Album Review | Muncie Girls – ‘Fixed Ideals’

Muncie Girls Fixed Ideals

Muncie Girls Trump Debut Album with Sophomore Record ‘Fixed Ideals’

Fixed Ideals is the second album from Exeter rockers Muncie Girls, following their debut LP, From Caplan to Belsize (2016). This band is a cross between The Primatives and Transvision Vamp, alongside an air of The Suncharms; basically encapsulating all things indie pop and indie rock, but with a quirky edge thanks to their often politically-fuelled and angry lyrics that cover a range of issues. The trio consist of Lande Hekt on bass, rhythm guitar, and vocals; Dean McMullen on lead guitar; and Luke Ellis on drums.

The album starts with the impending bass riff of opening track ‘Jeremy’, immediately evoking a 90s vibe which promises either a Green Day style bubble-gum punk anthem, or an indie pop track reminiscent of The Killers (more specifically the breakdown of ‘All These Things That I’ve Done’).

Once the drums kick in, lead singer Hekt’s sweet and distinct vocals quickly come into play, with her South Western twang creeping through to bring a refreshing sense of deadpan to lyrics such as “Im so angry/ I’m gonna get a tattoo, that says ‘Fuck Jeremy Clarkson, and fuck you too!’” The chorus of this track really grows on you; becoming surprisingly catchy; paired with some great guitar work which gradually gets heavier just as the vocals become more passionate, successfully emitting the band’s more punky vibes.

The second track ‘Picture of Health’ conveys a sort of rocky sound that I think can be best described as ‘shoegaze on steroids’. The lyrics refer to, in my eyes, the importance of looking after yourself and others. These heartfelt and important themes of friendship are also apparent in the later, punchy song ‘Laugh Again’ with “You’ve been so sad for so long/ I wanna see you laughing again my friend”.

Picture of Health’ effortlessly glides into ‘High’ which is a continuation of the shoegaze vibes but with a much lighter feel, reflecting the track’s title, with airy lyrics such as “I just want to feel real”, contrasted with the harsher, more political side “we’re playing a game, we know who to blame, they tell us again and again and again ‘it’s those pesky refugees and lazy claiming families’”.

‘Clinic’ again conveys these indie vibes, achieved via a deep bass and some nice punchy applications of guitar. This is contrasted alongside Hekt’s raw and real lyrics of frustration and helplessness, regarding her battle with mental health and the importance of the NHS. Some of the most emotional tones can be heard in the melancholic ‘Falling Down’ where stripped back vocals, bursting with emotion complement lazy rolling drums, and blunt, honest lyrics “I’m gonna stop smiling, when it doesn’t feel like the right thing”.  

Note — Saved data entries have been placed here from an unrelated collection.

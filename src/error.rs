//! Error taxonomy for dispatch, transfer, and escalation

use thiserror::Error;

/// Result type used throughout the ingestion core.
pub type ArkResult<T> = Result<T, ArkError>;

/// Every way a push can end other than success.
#[derive(Error, Debug)]
pub enum ArkError {
    /// Identity has no registry entry.
    #[error("unknown client: {0}")]
    UnknownClient(String),

    /// Identity has an entry but it is disabled.
    #[error("client disabled: {0}")]
    DisabledClient(String),

    /// The session asked for something other than a push.
    #[error("forbidden operation: {0}")]
    ForbiddenOperation(String),

    /// Escalation request outside the allow-list.
    #[error("forbidden action: {0}")]
    ForbiddenAction(String),

    /// Destination lock is held (or its queue is full).
    #[error("destination busy: {0}")]
    Busy(String),

    /// Lock wait or transfer I/O exceeded its bound.
    #[error("timed out: {0}")]
    Timeout(String),

    /// The payload stream ended early or was malformed.
    #[error("partial transfer: {0}")]
    PartialTransfer(String),

    /// Payload tried to leave the destination subtree or carried a
    /// forbidden entry kind.
    #[error("unsafe payload: {0}")]
    UnsafePayload(String),

    /// Local storage could not accept the transfer.
    #[error("storage failure: {0}")]
    StorageFailure(String),

    /// Manifest could not be loaded. Startup only.
    #[error("manifest error: {0}")]
    Manifest(String),
}

/// What the remote side is told about a failure.
#[derive(Debug, Clone, Copy, PartialEq, Eq)]
pub enum ErrorClass {
    /// Authorization failure. Do not retry.
    Rejected,
    /// Capacity or timeout. Retry later.
    Retryable,
    /// Transfer failed. Retry the whole push.
    Failed,
}

impl ErrorClass {
    pub fn as_str(self) -> &'static str {
        match self {
            ErrorClass::Rejected => "rejected",
            ErrorClass::Retryable => "retry",
            ErrorClass::Failed => "failed",
        }
    }

    pub fn to_wire(self) -> u8 {
        match self {
            ErrorClass::Rejected => 1,
            ErrorClass::Retryable => 2,
            ErrorClass::Failed => 3,
        }
    }

    pub fn from_wire(b: u8) -> Option<Self> {
        match b {
            1 => Some(ErrorClass::Rejected),
            2 => Some(ErrorClass::Retryable),
            3 => Some(ErrorClass::Failed),
            _ => None,
        }
    }
}

impl ArkError {
    pub fn class(&self) -> ErrorClass {
        match self {
            ArkError::UnknownClient(_)
            | ArkError::DisabledClient(_)
            | ArkError::ForbiddenOperation(_)
            | ArkError::ForbiddenAction(_)
            | ArkError::UnsafePayload(_)
            | ArkError::Manifest(_) => ErrorClass::Rejected,
            ArkError::Busy(_) | ArkError::Timeout(_) => ErrorClass::Retryable,
            ArkError::PartialTransfer(_) | ArkError::StorageFailure(_) => ErrorClass::Failed,
        }
    }

    /// Capacity failures the client may simply try again.
    pub fn is_retryable(&self) -> bool {
        self.class() == ErrorClass::Retryable
    }

    /// Short stable tag used as the audit `reason` prefix.
    pub fn kind(&self) -> &'static str {
        match self {
            ArkError::UnknownClient(_) => "unknown_client",
            ArkError::DisabledClient(_) => "disabled_client",
            ArkError::ForbiddenOperation(_) => "forbidden_operation",
            ArkError::ForbiddenAction(_) => "forbidden_action",
            ArkError::Busy(_) => "busy",
            ArkError::Timeout(_) => "timeout",
            ArkError::PartialTransfer(_) => "partial_transfer",
            ArkError::UnsafePayload(_) => "unsafe_payload",
            ArkError::StorageFailure(_) => "storage_failure",
            ArkError::Manifest(_) => "manifest",
        }
    }

    /// `reason` field of an audit record: the stable tag, then the detail.
    pub fn audit_reason(&self) -> String {
        format!("{}: {}", self.kind(), self)
    }

    /// Message safe to send to the remote party. Never names registry
    /// contents: unknown and disabled identities are indistinguishable.
    pub fn public_message(&self) -> String {
        match self {
            ArkError::UnknownClient(_) | ArkError::DisabledClient(_) => "push rejected".to_string(),
            ArkError::ForbiddenOperation(_) => "operation not permitted".to_string(),
            ArkError::ForbiddenAction(_) => "push rejected".to_string(),
            ArkError::Busy(_) => "destination busy, retry later".to_string(),
            ArkError::Timeout(_) => "timed out, retry later".to_string(),
            ArkError::UnsafePayload(m) => format!("payload rejected: {}", m),
            ArkError::PartialTransfer(_) => "transfer incomplete, retry the push".to_string(),
            ArkError::StorageFailure(_) => "server storage failure, retry the push".to_string(),
            ArkError::Manifest(_) => "server misconfigured".to_string(),
        }
    }

    /// Maps an I/O error raised while streaming a payload.
    pub(crate) fn from_stream_io(e: std::io::Error) -> Self {
        use std::io::ErrorKind;
        match e.kind() {
            ErrorKind::TimedOut => ArkError::Timeout(e.to_string()),
            ErrorKind::UnexpectedEof
            | ErrorKind::ConnectionAborted
            | ErrorKind::ConnectionReset
            | ErrorKind::BrokenPipe
            | ErrorKind::InvalidData
            | ErrorKind::InvalidInput => ArkError::PartialTransfer(e.to_string()),
            _ => ArkError::StorageFailure(e.to_string()),
        }
    }
}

‘Bubble Bath’ begins with plucky guitars, almost convincing you into thinking you’re listening to a U2 track, until of course Hekt’s vocals sweetly deliver “I feel like a child with shampoo in my eyes”. As the bubbles sound effect will make you check your surroundings for a rogue fish tank, the graceful yet personal and reflective lyrics such as “I remember saying that I’m gonna give up eating animals”, contrast nicely with the lighthearted, and child-like nostalgia of this track.  

The guitars of ‘Locked Up’ and ‘Fig Tree’ are reminiscent of Teenage Fanclub, while the killer riff of ‘In Between Bands’ make this stand out as a dramatic track on the album; with all tracks conveying a sense of angst throughout Hekt’s passionate yet syrupy vocals, which definitely allude to Sinead O’Connor in places.

Another stand out track is ‘Hangovers’ where Muncie Girls’ heavy style is swapped for soft guitars, and deeper vocals to create a folky little number. It’s a nice break from the full-on intensity of the album. It’s refreshing and different; and reflects the title as it tries to be softer, through airy pianos and soft melodies.

The album’s finale ‘Family of Four’ conveys the band’s political honesty, with lyrics concerning Hekt’s upbringing and being raised by a single mother “it’s all we can afford” and “thinking that the welfare state would support someone like me”. This track gradually fades out nicely, which is a nice, calm end to a smashing album.

Overall, this album is absolutely worth a listen (or several!). It’s one that positively grows on you, and will almost definitely become one of your favourites, as the infectious sugar-coated grunge tracks get stuck in your head and allow you to appreciate the wonder that is Muchie Girls.

P.S If you’re inspired enough, you may want to try and catch them on their upcoming world tour – kicking off in Manchester on the 26th!!!